Gunfire rocks Mogadishu. Violence erupted in the Somali capital, Mogadishu, on Sunday as anti-government fighters traded fire with troops loyal to Somali President Mohamed Abdullahi Mohamed over his decision to remain in power after his term expired. The president, whose four-year term ended in February, extended his presidency for two years on April 14 after an election deadlock, drawing strong condemnation from, among others, the United States and the European Union, who have threatened to impose sanctions on the country.


Odds and Ends

A Russian man was finally kicked off a popular Chinese singing competition after weeks of pleading with the voting public to let him leave, AFP reports. Vladislav Ivanov, a fluent Mandarin speaker, had been hired by Produce Camp 2021 as a Chinese teacher but was offered a spot as a contestant after organizers noticed his good looks.

Ivanov appeared to quickly regret the decision—which involved sequestering in dorms without phone access—turning in mumbling, lackluster performances in a bid to leave the show without breaking his contract and paying a hefty penalty. “Don’t love me.
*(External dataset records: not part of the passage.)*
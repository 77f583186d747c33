use parking_lot::RwLock;
use std::sync::atomic::{AtomicU64, Ordering};
use std::sync::Arc;
use std::time::{Duration, Instant};

/// Thread-safe metrics collector for the trading loop.
#[derive(Debug)]
pub struct TraderMetrics {
    // Counters
    cycles_completed: AtomicU64,
    cycles_skipped: AtomicU64,
    orders_submitted: AtomicU64,
    orders_accepted: AtomicU64,
    orders_rejected: AtomicU64,
    order_transport_failures: AtomicU64,
    request_timeouts: AtomicU64,
    reconnect_attempts: AtomicU64,
    reconnect_successes: AtomicU64,

    /// Expected gap between cycles; health is judged against it.
    poll_interval: Duration,

    // Timestamps
    inner: RwLock<MetricsInner>,
}

#[derive(Debug)]
struct MetricsInner {
    start_time: Instant,
    last_cycle_time: Option<Instant>,
    last_order_time: Option<Instant>,
    last_error_time: Option<Instant>,
}

impl TraderMetrics {
    pub fn new(poll_interval: Duration) -> Self {
        Self {
            cycles_completed: AtomicU64::new(0),
            cycles_skipped: AtomicU64::new(0),
            orders_submitted: AtomicU64::new(0),
            orders_accepted: AtomicU64::new(0),
            orders_rejected: AtomicU64::new(0),
            order_transport_failures: AtomicU64::new(0),
            request_timeouts: AtomicU64::new(0),
            reconnect_attempts: AtomicU64::new(0),
            reconnect_successes: AtomicU64::new(0),
            poll_interval,
            inner: RwLock::new(MetricsInner {
                start_time: Instant::now(),
                last_cycle_time: None,
                last_order_time: None,
                last_error_time: None,
            }),
        }
    }

    // --- Increment methods ---

    pub fn inc_cycles_completed(&self) {
        self.cycles_completed.fetch_add(1, Ordering::Relaxed);
        self.inner.write().last_cycle_time = Some(Instant::now());
    }

    pub fn inc_cycles_skipped(&self) {
        self.cycles_skipped.fetch_add(1, Ordering::Relaxed);
        self.inner.write().last_error_time = Some(Instant::now());
    }

    pub fn inc_orders_submitted(&self) {
        self.orders_submitted.fetch_add(1, Ordering::Relaxed);
        self.inner.write().last_order_time = Some(Instant::now());
    }

    pub fn inc_orders_accepted(&self) {
        self.orders_accepted.fetch_add(1, Ordering::Relaxed);
    }

    pub fn inc_orders_rejected(&self) {
        self.orders_rejected.fetch_add(1, Ordering::Relaxed);
    }

    pub fn inc_order_transport_failures(&self) {
        self.order_transport_failures.fetch_add(1, Ordering::Relaxed);
        self.inner.write().last_error_time = Some(Instant::now());
    }

    pub fn inc_request_timeouts(&self) {
        self.request_timeouts.fetch_add(1, Ordering::Relaxed);
        self.inner.write().last_error_time = Some(Instant::now());
    }

    pub fn inc_reconnect_attempts(&self) {
        self.reconnect_attempts.fetch_add(1, Ordering::Relaxed);
    }

    pub fn inc_reconnect_successes(&self) {
        self.reconnect_successes.fetch_add(1, Ordering::Relaxed);
    }

    // --- Getter methods ---

    pub fn cycles_completed(&self) -> u64 {
        self.cycles_completed.load(Ordering::Relaxed)
    }

    pub fn cycles_skipped(&self) -> u64 {
        self.cycles_skipped.load(Ordering::Relaxed)
    }

    pub fn orders_submitted(&self) -> u64 {
        self.orders_submitted.load(Ordering::Relaxed)
    }

    pub fn orders_accepted(&self) -> u64 {
        self.orders_accepted.load(Ordering::Relaxed)
    }

    pub fn orders_rejected(&self) -> u64 {
        self.orders_rejected.load(Ordering::Relaxed)
    }

    pub fn order_transport_failures(&self) -> u64 {
        self.order_transport_failures.load(Ordering::Relaxed)
    }

    pub fn request_timeouts(&self) -> u64 {
        self.request_timeouts.load(Ordering::Relaxed)
    }

    pub fn reconnect_attempts(&self) -> u64 {
        self.reconnect_attempts.load(Ordering::Relaxed)
    }

    pub fn reconnect_successes(&self) -> u64 {
        self.reconnect_successes.load(Ordering::Relaxed)
    }

    pub fn uptime_secs(&self) -> f64 {
        self.inner.read().start_time.elapsed().as_secs_f64()
    }

    pub fn secs_since_last_cycle(&self) -> Option<f64> {
        self.inner
            .read()
            .last_cycle_time
            .map(|t| t.elapsed().as_secs_f64())
    }

    pub fn secs_since_last_order(&self) -> Option<f64> {
        self.inner
            .read()
            .last_order_time
            .map(|t| t.elapsed().as_secs_f64())
    }

    pub fn secs_since_last_error(&self) -> Option<f64> {
        self.inner
            .read()
            .last_error_time
            .map(|t| t.elapsed().as_secs_f64())
    }

    /// Generate a snapshot of all metrics.
    pub fn snapshot(&self) -> MetricsSnapshot {
        MetricsSnapshot {
            cycles_completed: self.cycles_completed(),
            cycles_skipped: self.cycles_skipped(),
            orders_submitted: self.orders_submitted(),
            orders_accepted: self.orders_accepted(),
            orders_rejected: self.orders_rejected(),
            order_transport_failures: self.order_transport_failures(),
            request_timeouts: self.request_timeouts(),
            reconnect_attempts: self.reconnect_attempts(),
            reconnect_successes: self.reconnect_successes(),
            poll_interval_secs: self.poll_interval.as_secs_f64(),
            uptime_secs: self.uptime_secs(),
            secs_since_last_cycle: self.secs_since_last_cycle(),
            secs_since_last_order: self.secs_since_last_order(),
            secs_since_last_error: self.secs_since_last_error(),
        }
    }
}

/// A point-in-time snapshot of metrics.
#[derive(Debug, Clone)]
pub struct MetricsSnapshot {
    pub cycles_completed: u64,
    pub cycles_skipped: u64,
    pub orders_submitted: u64,
    pub orders_accepted: u64,
    pub orders_rejected: u64,
    pub order_transport_failures: u64,
    pub request_timeouts: u64,
    pub reconnect_attempts: u64,
    pub reconnect_successes: u64,
    pub poll_interval_secs: f64,
    pub uptime_secs: f64,
    pub secs_since_last_cycle: Option<f64>,
    pub secs_since_last_order: Option<f64>,
    pub secs_since_last_error: Option<f64>,
}

/// Health status of the trading loop.
#[derive(Debug, Clone, Copy, PartialEq, Eq)]
pub enum HealthStatus {
    /// Cycles are completing on schedule.
    Healthy,
    /// Cycles are late (skipped cycles, reconnecting).
    Degraded,
    /// No cycle has completed for an extended period.
    Unhealthy,
}

impl std::fmt::Display for HealthStatus {
    fn fmt(&self, f: &mut std::fmt::Formatter<'_>) -> std::fmt::Result {
        match self {
            HealthStatus::Healthy => write!(f, "HEALTHY"),
            HealthStatus::Degraded => write!(f, "DEGRADED"),
            HealthStatus::Unhealthy => write!(f, "UNHEALTHY"),
        }
    }
}

impl MetricsSnapshot {
    /// Poll intervals without a completed cycle before health degrades.
    const STALE_INTERVALS: f64 = 2.0;
    /// Poll intervals without a completed cycle before the loop is unhealthy.
    const UNHEALTHY_INTERVALS: f64 = 4.0;

    /// Determine the health status based on metrics.
    ///
    /// Before the first completed cycle, uptime stands in for the age of the
    /// last cycle.
    pub fn health_status(&self) -> HealthStatus {
        let since_cycle = self.secs_since_last_cycle.unwrap_or(self.uptime_secs);
        let interval = self.poll_interval_secs;

        if since_cycle > interval * Self::UNHEALTHY_INTERVALS {
            HealthStatus::Unhealthy
        } else if since_cycle > interval * Self::STALE_INTERVALS {
            HealthStatus::Degraded
        } else {
            HealthStatus::Healthy
        }
    }
}

impl std::fmt::Display for MetricsSnapshot {
    fn fmt(&self, f: &mut std::fmt::Formatter<'_>) -> std::fmt::Result {
        writeln!(f, "=== Trader Metrics ===")?;
        writeln!(f, "Uptime:              {:.1}s", self.uptime_secs)?;
        writeln!(f, "Cycles completed:    {}", self.cycles_completed)?;
        writeln!(f, "Cycles skipped:      {}", self.cycles_skipped)?;
        writeln!(f, "Orders submitted:    {}", self.orders_submitted)?;
        writeln!(f, "Orders accepted:     {}", self.orders_accepted)?;
        writeln!(f, "Orders rejected:     {}", self.orders_rejected)?;
        writeln!(f, "Orders unknown:      {}", self.order_transport_failures)?;
        writeln!(f, "Request timeouts:    {}", self.request_timeouts)?;
        writeln!(f, "Reconnect attempts:  {}", self.reconnect_attempts)?;
        writeln!(f, "Reconnect successes: {}", self.reconnect_successes)?;
        if let Some(secs) = self.secs_since_last_cycle {
            writeln!(f, "Since last cycle:    {:.1}s", secs)?;
        }
        if let Some(secs) = self.secs_since_last_order {
            writeln!(f, "Since last order:    {:.1}s", secs)?;
        }
        if let Some(secs) = self.secs_since_last_error {
            writeln!(f, "Since last error:    {:.1}s", secs)?;
        }
        Ok(())
    }
}

/// Shared handle to metrics.
pub type SharedMetrics = Arc<TraderMetrics>;

pub fn create_metrics(poll_interval: Duration) -> SharedMetrics {
    Arc::new(TraderMetrics::new(poll_interval))
}

#[cfg(test)]
mod tests {
    use super::*;

    fn snapshot(uptime_secs: f64, secs_since_last_cycle: Option<f64>) -> MetricsSnapshot {
        MetricsSnapshot {
            cycles_completed: if secs_since_last_cycle.is_some() { 3 } else { 0 },
            cycles_skipped: 0,
            orders_submitted: 0,
            orders_accepted: 0,
            orders_rejected: 0,
            order_transport_failures: 0,
            request_timeouts: 0,
            reconnect_attempts: 0,
            reconnect_successes: 0,
            poll_interval_secs: 60.0,
            uptime_secs,
            secs_since_last_cycle,
            secs_since_last_order: None,
            secs_since_last_error: None,
        }
    }

    #[test]
    fn test_metrics_increment() {
        let metrics = TraderMetrics::new(Duration::from_secs(60));

        metrics.inc_cycles_completed();
        metrics.inc_cycles_completed();
        metrics.inc_cycles_skipped();
        metrics.inc_orders_submitted();
        metrics.inc_orders_accepted();

        assert_eq!(metrics.cycles_completed(), 2);
        assert_eq!(metrics.cycles_skipped(), 1);
        assert_eq!(metrics.orders_submitted(), 1);
        assert_eq!(metrics.orders_accepted(), 1);
        assert_eq!(metrics.orders_rejected(), 0);
    }

    #[test]
    fn test_metrics_snapshot() {
        let metrics = create_metrics(Duration::from_secs(5));

        metrics.inc_request_timeouts();
        metrics.inc_reconnect_attempts();
        metrics.inc_reconnect_successes();

        let snapshot = metrics.snapshot();
        assert_eq!(snapshot.request_timeouts, 1);
        assert_eq!(snapshot.reconnect_attempts, 1);
        assert_eq!(snapshot.reconnect_successes, 1);
        assert_eq!(snapshot.poll_interval_secs, 5.0);
        assert!(snapshot.secs_since_last_error.is_some());
        assert!(snapshot.secs_since_last_cycle.is_none());
    }

    #[test]
    fn test_last_order_time() {
        let metrics = TraderMetrics::new(Duration::from_secs(60));
        assert!(metrics.secs_since_last_order().is_none());

        metrics.inc_orders_submitted();

        let secs = metrics.secs_since_last_order();
        assert!(secs.is_some());
        assert!(secs.unwrap() < 1.0);
    }

    #[test]
    fn test_snapshot_display() {
        let metrics = TraderMetrics::new(Duration::from_secs(60));
        metrics.inc_cycles_completed();
        let text = metrics.snapshot().to_string();
        assert!(text.contains("Cycles completed:    1"));
        assert!(text.contains("Since last cycle:"));
    }

    // HealthStatus boundary tests

    #[test]
    fn test_health_status_healthy_recent_cycle() {
        assert_eq!(snapshot(600.0, Some(30.0)).health_status(), HealthStatus::Healthy);
    }

    #[test]
    fn test_health_status_healthy_during_startup() {
        assert_eq!(snapshot(10.0, None).health_status(), HealthStatus::Healthy);
    }

    #[test]
    fn test_health_status_degraded_late_cycle() {
        // Between two and four intervals
        assert_eq!(snapshot(600.0, Some(180.0)).health_status(), HealthStatus::Degraded);
    }

    #[test]
    fn test_health_status_unhealthy_no_cycles_long_uptime() {
        assert_eq!(snapshot(300.0, None).health_status(), HealthStatus::Unhealthy);
    }

    #[test]
    fn test_health_status_boundaries() {
        // Exactly at a threshold stays on the better side
        assert_eq!(snapshot(600.0, Some(120.0)).health_status(), HealthStatus::Healthy);
        assert_eq!(snapshot(600.0, Some(240.0)).health_status(), HealthStatus::Degraded);
    }
}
You’ll get no results,” he told the public on one episode as he begged them to vote him out.

Ivanov’s approach earned him an enthusiastic fanbase, ironically describing him “the most devoted wage slave” and holding him up as an icon of “Sang culture,” a reference to an apathetic approach to life popular among some young Chinese people.

Ivanov made it to the final round on Saturday but fell short of the required votes to join the 11-man boy band contractually obliged to form among the contest’s winners. “I’m finally getting off work,” Ivanov wrote on his Weibo account following his departure.